• **Action item**
Each record should be returned exactly as it is written.

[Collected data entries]
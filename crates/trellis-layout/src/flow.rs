// crates/trellis-layout/src/flow.rs
//! Flow layout: children are laid end to end along a primary axis, where
//! flexible children split the interior by weight. The cross axis behaves
//! exactly like a stack.

use tracing::trace;
use trellis_core::{LayoutTree, NodeId};

use crate::axis::{Horizontal, LayoutAxis, Vertical};
use crate::config::{LayoutConfig, Remainder};
use crate::constraints::{align_offset, resolve_size};
use crate::error::{LayoutError, Result};
use crate::filter::{flexible_children, layoutable_children};
use crate::stack;

/// Flow along width; height is stacked.
pub fn horizontal_flow_layout(
    tree: &mut LayoutTree,
    id: NodeId,
    config: &LayoutConfig,
) -> Result<()> {
    flow_layout::<Horizontal, Vertical>(tree, id, config)
}

/// Flow along height; width is stacked.
pub fn vertical_flow_layout(
    tree: &mut LayoutTree,
    id: NodeId,
    config: &LayoutConfig,
) -> Result<()> {
    flow_layout::<Vertical, Horizontal>(tree, id, config)
}

fn flow_layout<P: LayoutAxis, C: LayoutAxis>(
    tree: &mut LayoutTree,
    id: NodeId,
    config: &LayoutConfig,
) -> Result<()> {
    if tree.node(id)?.children().is_empty() {
        return Ok(());
    }

    stack::check_space::<P>(tree, id, config)?;
    stack::check_space::<C>(tree, id, config)?;

    // A degenerate flex split leaves primary sizes alone but positions are
    // still computed, so report it after the pass.
    let scaled = scale_children::<P>(tree, id, config);
    stack::scale_children::<C>(tree, id, config)?;

    position_children::<P>(tree, id)?;
    stack::position_children::<C>(tree, id)?;
    scaled
}

/// Split the container's interior on `P` between its flexible children in
/// proportion to their weights, flooring each share to whole pixels.
///
/// Static children are not subtracted from the interior first.
fn scale_children<P: LayoutAxis>(
    tree: &mut LayoutTree,
    id: NodeId,
    config: &LayoutConfig,
) -> Result<()> {
    let flexible = flexible_children::<P>(tree, id);
    if flexible.is_empty() {
        return Ok(());
    }

    let available = stack::interior::<P>(tree.node(id)?);
    let weights = flexible
        .iter()
        .map(|child| tree.node(*child).map(P::flex))
        .collect::<std::result::Result<Vec<f32>, _>>()?;
    let flex_sum: f32 = weights.iter().sum();
    if !flex_sum.is_finite() || flex_sum <= 0.0 {
        return Err(LayoutError::DegenerateFlex {
            node: id,
            axis: P::kind(),
            flex_sum,
        });
    }

    // Multiply before dividing so a weight equal to the sum yields `available`.
    let mut sizes: Vec<f32> = weights
        .iter()
        .map(|weight| (weight * available / flex_sum).floor())
        .collect();
    if config.remainder == Remainder::Spread {
        spread_remainder(&mut sizes, available);
    }

    for (child, size) in flexible.into_iter().zip(sizes) {
        let node = tree.node_mut(child)?;
        let value = resolve_size::<P>(config, node, size);
        trace!("{} {} size -> {}", node.label(), P::kind(), value);
        P::set_actual_size(node, value);
    }
    Ok(())
}

/// Hand the whole pixels lost to flooring back out, one per child, starting
/// with the last child and walking backward. If the walk reaches the first
/// child it takes everything that is left.
fn spread_remainder(sizes: &mut [f32], available: f32) {
    let Some(mut index) = sizes.len().checked_sub(1) else {
        return;
    };
    let assigned: f32 = sizes.iter().sum();
    let mut difference = (available.floor() - assigned).max(0.0);

    while difference >= 1.0 {
        if index == 0 {
            sizes[0] += difference;
            break;
        }
        sizes[index] += 1.0;
        difference -= 1.0;
        index -= 1;
    }
}

/// Place layoutable children end to end on `P`, separated by the container's
/// gap. The run as a whole is shifted by the container's alignment.
fn position_children<P: LayoutAxis>(tree: &mut LayoutTree, id: NodeId) -> Result<()> {
    let container = tree.node(id)?;
    let leading = P::padding_first(container);
    let available = stack::interior::<P>(container);
    let align = P::align(container);
    let gap = container.gap;

    let children = layoutable_children(tree, id);
    let gaps = gap * children.len().saturating_sub(1) as f32;
    let run: f32 = children
        .iter()
        .filter_map(|child| tree.get(*child))
        .map(P::actual_size)
        .sum::<f32>()
        + gaps;

    let mut position = leading + align_offset(align, available, run);
    for child in children {
        let node = tree.node_mut(child)?;
        trace!("{} {} position -> {}", node.label(), P::kind(), position);
        P::set_position(node, position);
        position += P::actual_size(node) + gap;
    }
    Ok(())
}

• **Response area**
filename crates/trellis-layout/src/flow.rs
// crates/trellis-layout/src/flow.rs
//! Flow layout: children are laid end to end along a primary axis, where
//! flexible children split the interior by weight. The cross axis behaves
//! exactly like a stack.

use tracing::trace;
use trellis_core::{LayoutTree, NodeId};

use crate::axis::{Horizontal, LayoutAxis, Vertical};
use crate::config::{LayoutConfig, Remainder};
use crate::constraints::{align_offset, resolve_size};
use crate::error::{LayoutError, Result};
use crate::filter::{flexible_children, layoutable_children};
use crate::stack;

/// Flow along width; height is stacked.
pub fn horizontal_flow_layout(
    tree: &mut LayoutTree,
    id: NodeId,
    config: &LayoutConfig,
) -> Result<()> {
    flow_layout::<Horizontal, Vertical>(tree, id, config)
}

/// Flow along height; width is stacked.
pub fn vertical_flow_layout(
    tree: &mut LayoutTree,
    id: NodeId,
    config: &LayoutConfig,
) -> Result<()> {
    flow_layout::<Vertical, Horizontal>(tree, id, config)
}

fn flow_layout<P: LayoutAxis, C: LayoutAxis>(
    tree: &mut LayoutTree,
    id: NodeId,
    config: &LayoutConfig,
) -> Result<()> {
    if tree.node(id)?.children().is_empty() {
        return Ok(());
    }

    stack::check_space::<P>(tree, id, config)?;
    stack::check_space::<C>(tree, id, config)?;

    // A degenerate flex split leaves primary sizes alone but positions are
    // still computed, so report it after the pass.
    let scaled = scale_children::<P>(tree, id, config);
    stack::scale_children::<C>(tree, id, config)?;

    position_children::<P>(tree, id)?;
    stack::position_children::<C>(tree, id)?;
    scaled
}

/// Split the container's interior on `P` between its flexible children in
/// proportion to their weights, flooring each share to whole pixels.
///
/// Static children are not subtracted from the interior first.
fn scale_children<P: LayoutAxis>(
    tree: &mut LayoutTree,
    id: NodeId,
    config: &LayoutConfig,
) -> Result<()> {
    let flexible = flexible_children::<P>(tree, id);
    if flexible.is_empty() {
        return Ok(());
    }

    let available = stack::interior::<P>(tree.node(id)?);
    let weights = flexible
        .iter()
        .map(|child| tree.node(*child).map(P::flex))
        .collect::<std::result::Result<Vec<f32>, _>>()?;
    let flex_sum: f32 = weights.iter().sum();
    if !flex_sum.is_finite() || flex_sum <= 0.0 {
        return Err(LayoutError::DegenerateFlex {
            node: id,
            axis: P::kind(),
            flex_sum,
        });
    }

    // Multiply before dividing so a weight equal to the sum yields `available`.
    let mut sizes: Vec<f32> = weights
        .iter()
        .map(|weight| (weight * available / flex_sum).floor())
        .collect();
    if config.remainder == Remainder::Spread {
        spread_remainder(&mut sizes, available);
    }

    for (child, size) in flexible.into_iter().zip(sizes) {
        let node = tree.node_mut(child)?;
        let value = resolve_size::<P>(config, node, size);
        trace!("{} {} size -> {}", node.label(), P::kind(), value);
        P::set_actual_size(node, value);
    }
    Ok(())
}

/// Hand the whole pixels lost to flooring back out, one per child, starting
/// with the last child and walking backward. If the walk reaches the first
/// child it takes everything that is left.
fn spread_remainder(sizes: &mut [f32], available: f32) {
    let Some(mut index) = sizes.len().checked_sub(1) else {
        return;
    };
    let assigned: f32 = sizes.iter().sum();
    let mut difference = (available.floor() - assigned).max(0.0);

    while difference >= 1.0 {
        if index == 0 {
            sizes[0] += difference;
            break;
        }
        sizes[index] += 1.0;
        difference -= 1.0;
        index -= 1;
    }
}

/// Place layoutable children end to end on `P`, separated by the container's
/// gap. The run as a whole is shifted by the container's alignment.
fn position_children<P: LayoutAxis>(tree: &mut LayoutTree, id: NodeId) -> Result<()> {
    let container = tree.node(id)?;
    let leading = P::padding_first(container);
    let available = stack::interior::<P>(container);
    let align = P::align(container);
    let gap = container.gap;

    let children = layoutable_children(tree, id);
    let gaps = gap * children.len().saturating_sub(1) as f32;
    let run: f32 = children
        .iter()
        .filter_map(|child| tree.get(*child))
        .map(P::actual_size)
        .sum::<f32>()
        + gaps;

    let mut position = leading + align_offset(align, available, run);
    for child in children {
        let node = tree.node_mut(child)?;
        trace!("{} {} position -> {}", node.label(), P::kind(), position);
        P::set_position(node, position);
        position += P::actual_size(node) + gap;
    }
    Ok(())
}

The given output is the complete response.